Task description - When a line in the records contains the string "left", copy that line.

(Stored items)
---+---
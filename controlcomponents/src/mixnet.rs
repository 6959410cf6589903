use crate::*;
use log::info;
use num_enum::TryFromPrimitive;
use rand::seq::SliceRandom;
use rand::{CryptoRng, RngCore};

pub const MIX_DEC_ONLINE_CONTEXT: &str = "MixDecryptOnline";

/// The encrypted votes of a closed ballot box, as held by the first node
#[derive(Serialize, Deserialize, Clone, Debug, PartialEq, Eq)]
pub struct BallotBox {
    pub election_event_id: String,
    pub ballot_box_id: String,
    pub encrypted_votes: Vec<ElGamalCiphertext>,

    /// Election public key share of every node, in node order
    pub node_election_public_keys: Vec<ElGamalPublicKey>,
}

/// The ballot box as it enters the mix-decrypt chain. Created once, by node 1.
#[derive(Serialize, Deserialize, Clone, Debug, PartialEq, Eq)]
pub struct MixnetInitialPayload {
    pub election_event_id: String,
    pub ballot_box_id: String,
    pub encrypted_votes: Vec<ElGamalCiphertext>,

    /// Product of every node's election public key share
    pub election_public_key: ElGamalPublicKey,
    pub node_election_public_keys: Vec<ElGamalPublicKey>,
}

impl Signable for MixnetInitialPayload {}

/// One node's step of the mix-decrypt chain
#[derive(Serialize, Deserialize, Clone, Debug, PartialEq, Eq)]
pub struct MixnetShufflePayload {
    pub election_event_id: String,
    pub ballot_box_id: String,
    pub node_id: u8,

    /// The input re-encrypted under `remaining_public_key` and permuted
    pub shuffled_ciphertexts: Vec<ElGamalCiphertext>,

    /// The shuffled ciphertexts with this node's key share stripped
    pub partially_decrypted_ciphertexts: Vec<ElGamalCiphertext>,

    /// One proof per ciphertext and message element
    pub decryption_proofs: Vec<Vec<ExponentiationProof>>,

    /// Key the input is encrypted under, the product of this and every later node's share
    pub remaining_public_key: ElGamalPublicKey,

    /// Key the output is encrypted under, passed on to the next node
    pub next_public_key: ElGamalPublicKey,

    /// This node's election public key share
    pub node_public_key: ElGamalPublicKey,
}

impl Signable for MixnetShufflePayload {}

/// Request sent to node `node_id`, carrying every shuffle payload of the nodes before it
#[derive(Serialize, Deserialize, Clone, Debug)]
pub struct MixDecryptOnlineRequest {
    pub election_event_id: String,
    pub ballot_box_id: String,
    pub node_id: u8,
    pub shuffle_payloads: Vec<Signed<MixnetShufflePayload>>,

    /// Node 1's initial payload, sent to every node after the first
    pub initial_payload: Option<Signed<MixnetInitialPayload>>,
}

#[derive(Serialize, Deserialize, Clone, Debug)]
pub struct MixDecryptOnlineResponse {
    pub election_event_id: String,
    pub ballot_box_id: String,
    pub node_id: u8,
    pub shuffle_payload: Signed<MixnetShufflePayload>,

    /// Only present in node 1's response
    pub initial_payload: Option<Signed<MixnetInitialPayload>>,
}

/// A node's refusal to mix, answered in place of a shuffle payload
#[derive(Serialize, Deserialize, Clone, Debug, PartialEq, Eq)]
pub struct MixDecryptOnlineRejection {
    pub election_event_id: String,
    pub ballot_box_id: String,
    pub node_id: u8,
    pub request_id: String,
    pub reason: String,
}

impl Signable for MixDecryptOnlineRejection {}

/// Body of a message on a node's mixnet response queue
#[derive(Serialize, Deserialize, Clone, Debug)]
#[serde(tag = "type")]
pub enum MixnetResponse {
    Mixed(MixDecryptOnlineResponse),
    Rejected(Signed<MixDecryptOnlineRejection>),
}

impl MixnetResponse {
    pub fn election_event_id(&self) -> &str {
        match self {
            MixnetResponse::Mixed(response) => &response.election_event_id,
            MixnetResponse::Rejected(rejection) => &rejection.election_event_id,
        }
    }

    pub fn ballot_box_id(&self) -> &str {
        match self {
            MixnetResponse::Mixed(response) => &response.ballot_box_id,
            MixnetResponse::Rejected(rejection) => &rejection.ballot_box_id,
        }
    }
}

/// Progress of the mix-decrypt chain of a ballot box
#[derive(Serialize, Deserialize, TryFromPrimitive, Copy, Clone, Debug, PartialEq, Eq)]
#[serde(rename_all = "SCREAMING_SNAKE_CASE")]
#[repr(u8)]
pub enum MixDecryptOnlineStatus {
    NotStarted = 0,
    Processing = 1,
    Mixed = 2,
    Error = 3,
}

impl MixDecryptOnlineStatus {
    pub fn from_count(count: usize, total_nodes: u8) -> Self {
        let total = total_nodes as usize;
        match count {
            0 => MixDecryptOnlineStatus::NotStarted,
            c if c < total => MixDecryptOnlineStatus::Processing,
            c if c == total => MixDecryptOnlineStatus::Mixed,
            _ => MixDecryptOnlineStatus::Error,
        }
    }
}

/// The combined result of a completed chain
#[derive(Serialize, Deserialize, Clone, Debug)]
pub struct MixnetFinalPayload {
    pub initial_payload: Signed<MixnetInitialPayload>,

    /// Exactly one per node, in node order
    pub shuffle_payloads: Vec<Signed<MixnetShufflePayload>>,
}

impl MixnetFinalPayload {
    /// The decrypted votes, in the order the last node left them
    pub fn votes(&self) -> Vec<Vec<GqElement>> {
        match self.shuffle_payloads.last() {
            Some(last) => last
                .partially_decrypted_ciphertexts
                .iter()
                .map(|c| c.phis().to_vec())
                .collect(),
            None => Vec::new(),
        }
    }
}

fn decryption_aux(election_event_id: &str, ballot_box_id: &str, node_id: u8) -> Vec<String> {
    vec![
        election_event_id.to_owned(),
        ballot_box_id.to_owned(),
        "MixDecOnline".to_owned(),
        node_id.to_string(),
    ]
}

/// Build the initial payload of a ballot box
pub fn create_initial_payload(ballot_box: &BallotBox) -> Result<MixnetInitialPayload, ValidationError> {
    if ballot_box.node_election_public_keys.is_empty() {
        return Err(ValidationError::Empty("node election public keys"));
    }
    let election_public_key = ElGamalPublicKey::combine(&ballot_box.node_election_public_keys)?;

    Ok(MixnetInitialPayload {
        election_event_id: ballot_box.election_event_id.clone(),
        ballot_box_id: ballot_box.ballot_box_id.clone(),
        encrypted_votes: ballot_box.encrypted_votes.clone(),
        election_public_key,
        node_election_public_keys: ballot_box.node_election_public_keys.clone(),
    })
}

/// One node's mix-decrypt step: re-encrypt and permute the input, then strip the node's key share
pub fn mix_dec_online<R: RngCore + CryptoRng>(
    election_event_id: &str,
    ballot_box_id: &str,
    node_id: u8,
    input: &[ElGamalCiphertext],
    remaining_public_key: &ElGamalPublicKey,
    election_keypair: &ElGamalKeyPair,
    rng: &mut R,
) -> Result<MixnetShufflePayload, ValidationError> {
    let node_public_key = election_keypair.public_key();
    let group = node_public_key.group();
    let next_public_key = remaining_public_key.divide(node_public_key)?;

    let mut shuffled = input
        .iter()
        .map(|c| c.re_encrypt(remaining_public_key, rng))
        .collect::<Result<Vec<_>, _>>()?;
    shuffled.shuffle(rng);

    let aux = decryption_aux(election_event_id, ballot_box_id, node_id);
    let mut partially_decrypted = Vec::with_capacity(shuffled.len());
    let mut decryption_proofs = Vec::with_capacity(shuffled.len());
    for ciphertext in &shuffled {
        let (decrypted, exponentiated_gammas) = ciphertext.partial_decrypt(election_keypair.private_key())?;
        let bases = [group.generator(), *ciphertext.gamma()];
        let mut proofs = Vec::with_capacity(exponentiated_gammas.len());
        for (i, d) in exponentiated_gammas.iter().enumerate() {
            proofs.push(ExponentiationProof::generate(
                &bases,
                &election_keypair.private_key().elements()[i],
                &[node_public_key.elements()[i], *d],
                &aux,
                rng,
            )?);
        }
        partially_decrypted.push(decrypted);
        decryption_proofs.push(proofs);
    }

    Ok(MixnetShufflePayload {
        election_event_id: election_event_id.to_owned(),
        ballot_box_id: ballot_box_id.to_owned(),
        node_id,
        shuffled_ciphertexts: shuffled,
        partially_decrypted_ciphertexts: partially_decrypted,
        decryption_proofs,
        remaining_public_key: remaining_public_key.clone(),
        next_public_key,
        node_public_key: node_public_key.clone(),
    })
}

/// Check that a shuffle payload continues the chain: it was produced by the expected node, takes
/// over the key and ciphertext count left by the previous step, and every partial decryption is
/// proven against the node's election public key share.
///
/// The shuffle itself carries no argument, only its decryption is verified.
pub fn verify_shuffle_payload(
    initial: &MixnetInitialPayload,
    previous: Option<&MixnetShufflePayload>,
    payload: &MixnetShufflePayload,
) -> Result<(), ValidationError> {
    if payload.election_event_id != initial.election_event_id || payload.ballot_box_id != initial.ballot_box_id {
        return Err(ValidationError::ContextMismatch);
    }

    let (expected_node, input_count, remaining) = match previous {
        Some(previous) => (
            previous.node_id + 1,
            previous.partially_decrypted_ciphertexts.len(),
            &previous.next_public_key,
        ),
        None => (1, initial.encrypted_votes.len(), &initial.election_public_key),
    };
    if payload.node_id != expected_node {
        return Err(ValidationError::UnexpectedNodeId(expected_node, payload.node_id));
    }

    let node_public_key = initial
        .node_election_public_keys
        .get(payload.node_id as usize - 1)
        .ok_or(ValidationError::UnknownNode(payload.node_id))?;
    if &payload.node_public_key != node_public_key || &payload.remaining_public_key != remaining {
        return Err(ValidationError::InvalidProof("MixDecOnline public key"));
    }
    if payload.next_public_key != remaining.divide(node_public_key)? {
        return Err(ValidationError::InvalidProof("MixDecOnline public key"));
    }

    ensure_length("shuffled ciphertexts", input_count, payload.shuffled_ciphertexts.len())?;
    ensure_length(
        "partially decrypted ciphertexts",
        input_count,
        payload.partially_decrypted_ciphertexts.len(),
    )?;
    ensure_length("decryption proofs", input_count, payload.decryption_proofs.len())?;

    let aux = decryption_aux(&payload.election_event_id, &payload.ballot_box_id, payload.node_id);
    let group = node_public_key.group();
    let steps = payload
        .shuffled_ciphertexts
        .iter()
        .zip(&payload.partially_decrypted_ciphertexts)
        .zip(&payload.decryption_proofs);
    for ((shuffled, decrypted), proofs) in steps {
        if shuffled.gamma() != decrypted.gamma() {
            return Err(ValidationError::InvalidProof("MixDecOnline"));
        }
        ensure_length("decrypted ciphertext", shuffled.size(), decrypted.size())?;
        ensure_length("decryption proofs", shuffled.size(), proofs.len())?;

        let bases = [group.generator(), *shuffled.gamma()];
        for (i, proof) in proofs.iter().enumerate() {
            let d = shuffled.phis()[i].divide(&decrypted.phis()[i])?;
            if !proof.verify(&bases, &[node_public_key.elements()[i], d], &aux)? {
                return Err(ValidationError::InvalidProof("MixDecOnline"));
            }
        }
    }

    info!(
        "MixDecOnline: verified shuffle payload of node {} for ballot box {} of election event {}",
        payload.node_id, payload.ballot_box_id, payload.election_event_id
    );
    Ok(())
}

/// Check everything a node receives before mixing: the initial payload is node 1's, and every
/// shuffle payload is signed by its node and continues the chain.
pub fn verify_mixnet_request(
    request: &MixDecryptOnlineRequest,
    node_directory: &NodeDirectory,
) -> Result<(), ValidationError> {
    if request.shuffle_payloads.is_empty() {
        return Ok(());
    }
    let initial = request
        .initial_payload
        .as_ref()
        .ok_or_else(|| ValidationError::MissingInitialPayload(request.ballot_box_id.clone()))?;
    initial.verify_signature(node_directory.get(1)?)?;
    if initial.election_event_id != request.election_event_id || initial.ballot_box_id != request.ballot_box_id {
        return Err(ValidationError::ContextMismatch);
    }

    let mut previous = None;
    for (payload, node_id) in request.shuffle_payloads.iter().zip(1..) {
        payload.verify_signature(node_directory.get(node_id)?)?;
        verify_shuffle_payload(initial.inner(), previous, payload.inner())?;
        previous = Some(payload.inner());
    }
    Ok(())
}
---+---
Solution for this exercise -
    /// The decrypted votes, in the order the last node left them
/// over the key and ciphertext count left by the previous step, and every partial decryption is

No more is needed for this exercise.